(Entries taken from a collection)

┄┄┄┄┄┄┄┄┄┄┄┄┄┄┄┄┄┄┄┄

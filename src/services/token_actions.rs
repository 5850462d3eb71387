use std::sync::{Arc, Mutex};

use actix_web::rt::{self, task::JoinHandle};
use log::{error, info, warn};
use serde::Serialize;
use serde_json::json;

use crate::{
    errors::CustomError,
    messages::{self, analytics},
    models::asset::Asset,
    services::collaborators::{AnalyticsSink, Navigator, Notifier, TokenRemover},
};

/// Index of the destructive option in the removal sheet.
pub const REMOVE_OPTION_INDEX: usize = 0;

/// Handle to a removal running on the actix runtime.
pub type RemovalTask = JoinHandle<Result<String, CustomError>>;

/// A removal that has been spawned, with the address it was spawned for.
#[derive(Debug)]
pub struct StartedRemoval {
    pub address: String,
    pub task: RemovalTask,
}

#[derive(Debug, Clone, Serialize)]
pub struct RemovalSheet {
    pub title: String,
    pub options: Vec<String>,
    pub destructive_button_index: usize,
    pub cancel_button_index: usize,
    pub token: Asset,
}

/// Carries out what the user does on the token list.
///
/// Holds the one piece of UI state the list needs: which token the removal
/// sheet was opened for.
pub struct TokenListShell {
    remover: Arc<dyn TokenRemover>,
    token_to_remove: Mutex<Option<Asset>>,
}

impl TokenListShell {
    pub fn new(remover: Arc<dyn TokenRemover>) -> Self {
        Self {
            remover,
            token_to_remove: Mutex::new(None),
        }
    }

    pub fn on_item_press(&self, asset: &Asset, navigator: &dyn Navigator) {
        info!("opening detail for {}", asset.symbol);
        navigator.navigate_to_detail(asset);
    }

    /// Long-press handler. The native asset has none.
    pub fn show_remove_menu(&self, asset: &Asset) -> Result<RemovalSheet, CustomError> {
        if !asset.is_removable() {
            return Err(CustomError::NativeAssetNotRemovableError);
        }

        let mut pending = self
            .token_to_remove
            .lock()
            .map_err(|_| CustomError::InternalServerError)?;
        *pending = Some(asset.clone());

        Ok(RemovalSheet {
            title: messages::REMOVE_TOKEN_TITLE.to_string(),
            options: vec![messages::REMOVE.to_string(), messages::CANCEL.to_string()],
            destructive_button_index: REMOVE_OPTION_INDEX,
            cancel_button_index: 1,
            token: asset.clone(),
        })
    }

    pub fn pending_removal(&self) -> Option<Asset> {
        self.token_to_remove
            .lock()
            .ok()
            .and_then(|pending| pending.clone())
    }

    /// Returns the running removal when the destructive option was chosen.
    pub fn on_action_sheet_press(
        &self,
        index: usize,
        notifier: Arc<dyn Notifier>,
    ) -> Result<Option<StartedRemoval>, CustomError> {
        let token = self
            .token_to_remove
            .lock()
            .map_err(|_| CustomError::InternalServerError)?
            .take()
            .ok_or(CustomError::NoPendingRemovalError)?;

        if index != REMOVE_OPTION_INDEX {
            info!("removal of {} cancelled", token.symbol);
            return Ok(None);
        }

        self.remove_token(&token, notifier).map(Some)
    }

    /// Spawn the removal. The notice follows its outcome.
    pub fn remove_token(
        &self,
        token: &Asset,
        notifier: Arc<dyn Notifier>,
    ) -> Result<StartedRemoval, CustomError> {
        let address = token
            .address
            .clone()
            .ok_or(CustomError::NativeAssetNotRemovableError)?;
        let remover = Arc::clone(&self.remover);

        info!("removing token {} ({})", token.symbol, address);
        let target = address.clone();
        let task = rt::spawn(async move {
            match remover.remove_and_ignore_token(&target).await {
                Ok(()) => {
                    notifier.show_confirmation(
                        messages::TOKEN_REMOVED_TITLE,
                        messages::TOKEN_REMOVED_DESC,
                    );
                    Ok(target)
                }
                Err(e) => {
                    warn!("failed to remove token {}: {}", target, e);
                    notifier.show_error(messages::TOKEN_REMOVAL_FAILED_TITLE, &e.to_string());
                    Err(CustomError::RemovalFailedError {
                        address: target,
                        reason: e.to_string(),
                    })
                }
            }
        });

        Ok(StartedRemoval { address, task })
    }

    pub fn go_to_add_token(&self, navigator: &dyn Navigator, tracker: &dyn AnalyticsSink) {
        navigator.navigate_to_add_asset();
        tracker.track_event(analytics::WALLET_ADD_TOKENS, json!({}));
    }

    pub fn go_to_buy(&self, navigator: &dyn Navigator, tracker: &dyn AnalyticsSink) {
        navigator.navigate_to_buy();
        tracker.track_event(analytics::WALLET_BUY_ETH, json!({}));
        tracker.track_event(
            analytics::ONRAMP_OPENED,
            json!({
                "button_location": analytics::BUTTON_LOCATION_HOME,
                "button_copy": messages::BUY_NATIVE,
            }),
        );
    }
}

/// Wait for a removal and flatten the join error.
pub async fn await_removal(task: RemovalTask) -> Result<String, CustomError> {
    task.await.map_err(|e| {
        error!("removal task did not complete: {}", e);
        CustomError::InternalServerError
    })?
}

#[cfg(test)]
mod tests {
    use super::*;
    use crate::{
        models::effect::{EffectKind, NavigationIntent},
        services::effect_recorder::EffectRecorder,
    };
    use async_trait::async_trait;

    struct StubRemover {
        fail: bool,
        removed: Mutex<Vec<String>>,
    }

    impl StubRemover {
        fn new(fail: bool) -> Arc<Self> {
            Arc::new(Self {
                fail,
                removed: Mutex::new(Vec::new()),
            })
        }
    }

    #[async_trait]
    impl TokenRemover for StubRemover {
        async fn remove_and_ignore_token(&self, address: &str) -> Result<(), CustomError> {
            if self.fail {
                return Err(CustomError::TokenNotFoundError(address.to_string()));
            }
            self.removed.lock().unwrap().push(address.to_string());
            Ok(())
        }
    }

    fn token() -> Asset {
        Asset::token("0x000000000000000000000000000000000000000a", "AAA", 18)
    }

    #[test]
    fn native_asset_has_no_remove_menu() {
        let shell = TokenListShell::new(StubRemover::new(false));
        let err = shell.show_remove_menu(&Asset::native("ETH", "1")).unwrap_err();
        assert_eq!(err, CustomError::NativeAssetNotRemovableError);
        assert!(shell.pending_removal().is_none());
    }

    #[test]
    fn long_press_opens_sheet_for_tokens() {
        let shell = TokenListShell::new(StubRemover::new(false));
        let sheet = shell.show_remove_menu(&token()).unwrap();
        assert_eq!(sheet.options[sheet.destructive_button_index], messages::REMOVE);
        assert_eq!(sheet.options[sheet.cancel_button_index], messages::CANCEL);
        assert_eq!(shell.pending_removal(), Some(token()));
    }

    #[test]
    fn item_press_navigates_to_detail() {
        let shell = TokenListShell::new(StubRemover::new(false));
        let recorder = EffectRecorder::new();
        shell.on_item_press(&token(), &recorder);
        assert_eq!(
            recorder.kinds(),
            vec![EffectKind::Navigate(NavigationIntent::AssetDetail { asset: token() })]
        );
    }

    #[actix_web::test]
    async fn cancel_clears_pending_without_removing() {
        let remover = StubRemover::new(false);
        let shell = TokenListShell::new(remover.clone());
        let recorder = Arc::new(EffectRecorder::new());

        shell.show_remove_menu(&token()).unwrap();
        let started = shell.on_action_sheet_press(1, recorder.clone()).unwrap();

        assert!(started.is_none());
        assert!(shell.pending_removal().is_none());
        assert!(remover.removed.lock().unwrap().is_empty());
        assert!(recorder.kinds().is_empty());
    }

    #[actix_web::test]
    async fn confirm_removes_and_notifies() {
        let remover = StubRemover::new(false);
        let shell = TokenListShell::new(remover.clone());
        let recorder = Arc::new(EffectRecorder::new());

        shell.show_remove_menu(&token()).unwrap();
        let started = shell
            .on_action_sheet_press(REMOVE_OPTION_INDEX, recorder.clone())
            .unwrap()
            .unwrap();
        assert_eq!(started.address, "0x000000000000000000000000000000000000000a");
        let removed = await_removal(started.task).await.unwrap();

        assert_eq!(removed, "0x000000000000000000000000000000000000000a");
        assert_eq!(remover.removed.lock().unwrap().len(), 1);
        assert_eq!(
            recorder.kinds(),
            vec![EffectKind::Notice {
                title: messages::TOKEN_REMOVED_TITLE.to_string(),
                body: messages::TOKEN_REMOVED_DESC.to_string(),
                is_error: false,
            }]
        );
    }

    #[actix_web::test]
    async fn failed_removal_is_reported() {
        let shell = TokenListShell::new(StubRemover::new(true));
        let recorder = Arc::new(EffectRecorder::new());

        shell.show_remove_menu(&token()).unwrap();
        let started = shell.on_action_sheet_press(0, recorder.clone()).unwrap().unwrap();
        let err = await_removal(started.task).await.unwrap_err();

        assert!(matches!(err, CustomError::RemovalFailedError { .. }));
        match recorder.kinds().as_slice() {
            [EffectKind::Notice { is_error, title, .. }] => {
                assert!(*is_error);
                assert_eq!(title, messages::TOKEN_REMOVAL_FAILED_TITLE);
            }
            other => panic!("unexpected effects: {:?}", other),
        }
    }

    #[actix_web::test]
    async fn started_removal_keeps_its_address_when_sheet_reopens() {
        let shell = TokenListShell::new(StubRemover::new(false));
        let recorder = Arc::new(EffectRecorder::new());
        let other = Asset::token("0x000000000000000000000000000000000000000b", "BBB", 18);

        shell.show_remove_menu(&token()).unwrap();
        let started = shell.on_action_sheet_press(0, recorder.clone()).unwrap().unwrap();
        shell.show_remove_menu(&other).unwrap();

        assert_eq!(started.address, "0x000000000000000000000000000000000000000a");
        assert_eq!(await_removal(started.task).await.unwrap(), started.address);
        assert_eq!(shell.pending_removal(), Some(other));
    }

    #[test]
    fn confirm_without_sheet_is_rejected() {
        let shell = TokenListShell::new(StubRemover::new(false));
        let recorder = Arc::new(EffectRecorder::new());
        let err = shell.on_action_sheet_press(0, recorder).unwrap_err();
        assert_eq!(err, CustomError::NoPendingRemovalError);
    }

    #[test]
    fn buy_navigates_and_tracks() {
        let shell = TokenListShell::new(StubRemover::new(false));
        let recorder = EffectRecorder::new();
        shell.go_to_buy(&recorder, &recorder);

        let kinds = recorder.kinds();
        assert_eq!(kinds[0], EffectKind::Navigate(NavigationIntent::FiatOnRamp));
        assert_eq!(kinds.len(), 3);
        match &kinds[2] {
            EffectKind::Analytics { name, metadata } => {
                assert_eq!(name, analytics::ONRAMP_OPENED);
                assert_eq!(metadata["button_location"], "Home Screen");
            }
            other => panic!("unexpected effect: {:?}", other),
        }
    }

    #[test]
    fn add_token_navigates_and_tracks() {
        let shell = TokenListShell::new(StubRemover::new(false));
        let recorder = EffectRecorder::new();
        shell.go_to_add_token(&recorder, &recorder);

        assert_eq!(
            recorder.kinds()[0],
            EffectKind::Navigate(NavigationIntent::AddAsset {
                asset_type: "token".to_string()
            })
        );
    }
}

┄┄┄┄┄┄┄┄┄┄┄┄┄┄┄┄┄┄┄┄

# HOW TO COMPLETE THIS TASK
Please output exactly the lines between the one holding "to remove token" and the one holding "navigator.navigate_to_add_asset();" in the records above, inclusive, and nothing more.

# OUTPUT OF THE EXERCISE
                    warn!("failed to remove token {}: {}", target, e);
                    notifier.show_error(messages::TOKEN_REMOVAL_FAILED_TITLE, &e.to_string());
                    Err(CustomError::RemovalFailedError {
                        address: target,
                        reason: e.to_string(),
                    })
                }
            }
        });

        Ok(StartedRemoval { address, task })
    }

    pub fn go_to_add_token(&self, navigator: &dyn Navigator, tracker: &dyn AnalyticsSink) {
        navigator.navigate_to_add_asset();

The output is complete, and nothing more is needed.